[Given records — start]
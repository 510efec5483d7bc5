//! Vitals Core Library
//!
//! This library provides the scoring and inference engine:
//! - Rolling snapshot archive with pluggable persistence
//! - Trailing-window baselines and z-scores
//! - Per-domain scoring and the composite system score
//! - Bayesian imputation of missing days
//! - Correlation matrix, strongest pairs and standardized regression
//! - Linear forecasts and goal probability
//! - Adaptive calorie and macro targets
//! - Exit codes and structured logging for the CLI
//!
//! The binary entry point is in `main.rs`.

pub mod baseline;
pub mod correlation;
pub mod exit_codes;
pub mod forecast;
pub mod impute;
pub mod logging;
pub mod pipeline;
pub mod scoring;
pub mod store;
pub mod targets;
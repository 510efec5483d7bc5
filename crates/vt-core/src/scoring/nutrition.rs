//! Nutrition scoring.
//!
//! The base score is an exponential decay of the total macro distance from
//! the day's targets. Fat quality and amino-acid completeness are blended
//! in when the day has any fat or protein, a junk-calorie penalty is
//! subtracted, and the result is scaled by hydration.

use serde::{Deserialize, Serialize};

use vt_common::{Meal, NutritionLog};
use vt_config::tunables::NutritionParams;
use vt_math::{clamp_score, lerp_clamped};

/// Grams of each macronutrient.
#[derive(Debug, Clone, Copy, Default, PartialEq, Serialize, Deserialize)]
#[serde(rename_all = "camelCase")]
pub struct Macros {
    pub protein: f64,
    pub carbs: f64,
    pub fats: f64,
}

impl Macros {
    pub fn new(protein: f64, carbs: f64, fats: f64) -> Self {
        Self {
            protein,
            carbs,
            fats,
        }
    }

    /// Sum of absolute per-macro differences, in grams.
    pub fn distance(&self, other: &Macros) -> f64 {
        (self.protein - other.protein).abs()
            + (self.carbs - other.carbs).abs()
            + (self.fats - other.fats).abs()
    }
}

/// Portion-scaled totals over every meal of the day.
#[derive(Debug, Clone, Copy, Default, PartialEq, Serialize, Deserialize)]
#[serde(rename_all = "camelCase")]
pub struct MealTotals {
    pub protein: f64,
    pub carbs: f64,
    pub fats: f64,
    pub mufa: f64,
    pub pufa: f64,
    pub trans_fats: f64,
    #[serde(rename = "essentialAA")]
    pub essential_aa: f64,
    pub calories: f64,
    pub junk_calories: f64,
}

impl MealTotals {
    pub fn from_meals(meals: &[Meal]) -> Self {
        meals.iter().fold(Self::default(), |mut acc, meal| {
            let f = meal.portion_factor();
            acc.protein += meal.protein_per_100g * f;
            acc.carbs += meal.carbs_per_100g * f;
            acc.fats += meal.fats_per_100g * f;
            acc.mufa += meal.mufa * f;
            acc.pufa += meal.pufa * f;
            acc.trans_fats += meal.trans_fats * f;
            acc.essential_aa += meal.essential_aa * f;
            let calories = meal.calories_per_100g * f;
            acc.calories += calories;
            if meal.is_junk {
                acc.junk_calories += calories;
            }
            acc
        })
    }

    pub fn macros(&self) -> Macros {
        Macros::new(self.protein, self.carbs, self.fats)
    }

    /// Share of calories from meals flagged as junk; 0 with no calories.
    pub fn junk_ratio(&self) -> f64 {
        if self.calories > 0.0 {
            (self.junk_calories / self.calories).clamp(0.0, 1.0)
        } else {
            0.0
        }
    }
}

/// `exp(-distance / sigma) * 100`; exactly 100 when `actual == optimal`.
pub fn macro_score(actual: &Macros, optimal: &Macros, sigma: f64) -> f64 {
    let distance = actual.distance(optimal);
    if distance == 0.0 {
        return 100.0;
    }
    clamp_score((-distance / sigma).exp() * 100.0)
}

/// Unsaturated share of total fat, discounted exponentially by trans fat.
///
/// `None` when no fat was eaten.
pub fn fat_quality_index(totals: &MealTotals, params: &NutritionParams) -> Option<f64> {
    if totals.fats <= 0.0 {
        return None;
    }
    let unsaturated_share = (totals.mufa + totals.pufa) / totals.fats * 100.0;
    Some(clamp_score(
        unsaturated_share / (params.trans_fat_decay * totals.trans_fats).exp(),
    ))
}

/// Closeness of the essential amino-acid ratio to its target.
///
/// `None` when no protein was eaten.
pub fn amino_acid_completeness(totals: &MealTotals, params: &NutritionParams) -> Option<f64> {
    if totals.protein <= 0.0 {
        return None;
    }
    let ratio = totals.essential_aa / totals.protein;
    Some(clamp_score(
        (-params.amino_decay * (ratio - params.amino_target_ratio).abs()).exp() * 100.0,
    ))
}

/// Points subtracted for junk calories: `(e^(k·ratio) - 1) · scale`.
pub fn junk_penalty(junk_ratio: f64, params: &NutritionParams) -> f64 {
    ((params.junk_exponent * junk_ratio).exp() - 1.0) * params.junk_scale
}

/// Hydration mapped linearly onto `[floor, ceiling]`.
pub fn hydration_multiplier(hydration_ml: f64, params: &NutritionParams) -> f64 {
    lerp_clamped(
        hydration_ml,
        0.0,
        params.hydration_full_ml,
        params.hydration_floor,
        params.hydration_ceiling,
    )
}

/// Every nutrition sub-score for one day.
#[derive(Debug, Clone, Copy, PartialEq, Serialize, Deserialize)]
#[serde(rename_all = "camelCase")]
pub struct NutritionBreakdown {
    pub totals: MealTotals,
    pub optimal: Macros,
    pub macro_score: f64,
    #[serde(skip_serializing_if = "Option::is_none")]
    pub fat_quality: Option<f64>,
    #[serde(skip_serializing_if = "Option::is_none")]
    pub amino_completeness: Option<f64>,
    pub junk_penalty: f64,
    pub hydration_multiplier: f64,
    pub score: f64,
}

pub fn nutrition_breakdown(
    log: &NutritionLog,
    optimal: &Macros,
    params: &NutritionParams,
) -> NutritionBreakdown {
    let totals = MealTotals::from_meals(&log.meals);
    let base = macro_score(&totals.macros(), optimal, params.macro_sigma);

    let fat_quality = fat_quality_index(&totals, params);
    let amino_completeness = amino_acid_completeness(&totals, params);

    let mut score = base;
    if let Some(fqi) = fat_quality {
        score = score * (1.0 - params.fat_quality_weight) + fqi * params.fat_quality_weight;
    }
    if let Some(aac) = amino_completeness {
        score = score * (1.0 - params.amino_weight) + aac * params.amino_weight;
    }

    let junk = junk_penalty(totals.junk_ratio(), params);
    let hydration = hydration_multiplier(log.hydration_ml, params);
    let score = clamp_score((score - junk) * hydration);

    NutritionBreakdown {
        totals,
        optimal: *optimal,
        macro_score: base,
        fat_quality,
        amino_completeness,
        junk_penalty: junk,
        hydration_multiplier: hydration,
        score,
    }
}

pub fn nutrition_score(log: &NutritionLog, optimal: &Macros, params: &NutritionParams) -> f64 {
    nutrition_breakdown(log, optimal, params).score
}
[Given records — finish]
** Activity **
What you give back should be only the lines of the records above, starting at the line with "pub mod pipeline;" and ending at the line with "scaled by hydration.", restated word for word.

** Answer space **
pub mod pipeline;
pub mod scoring;
pub mod store;
pub mod targets;
repository 510efec5483d7bc5
filename crates/vt-core/src/scoring/nutrition.rs
//! Nutrition scoring.
//!
//! The base score is an exponential decay of the total macro distance from
//! the day's targets. Fat quality and amino-acid completeness are blended
//! in when the day has any fat or protein, a junk-calorie penalty is
//! subtracted, and the result is scaled by hydration.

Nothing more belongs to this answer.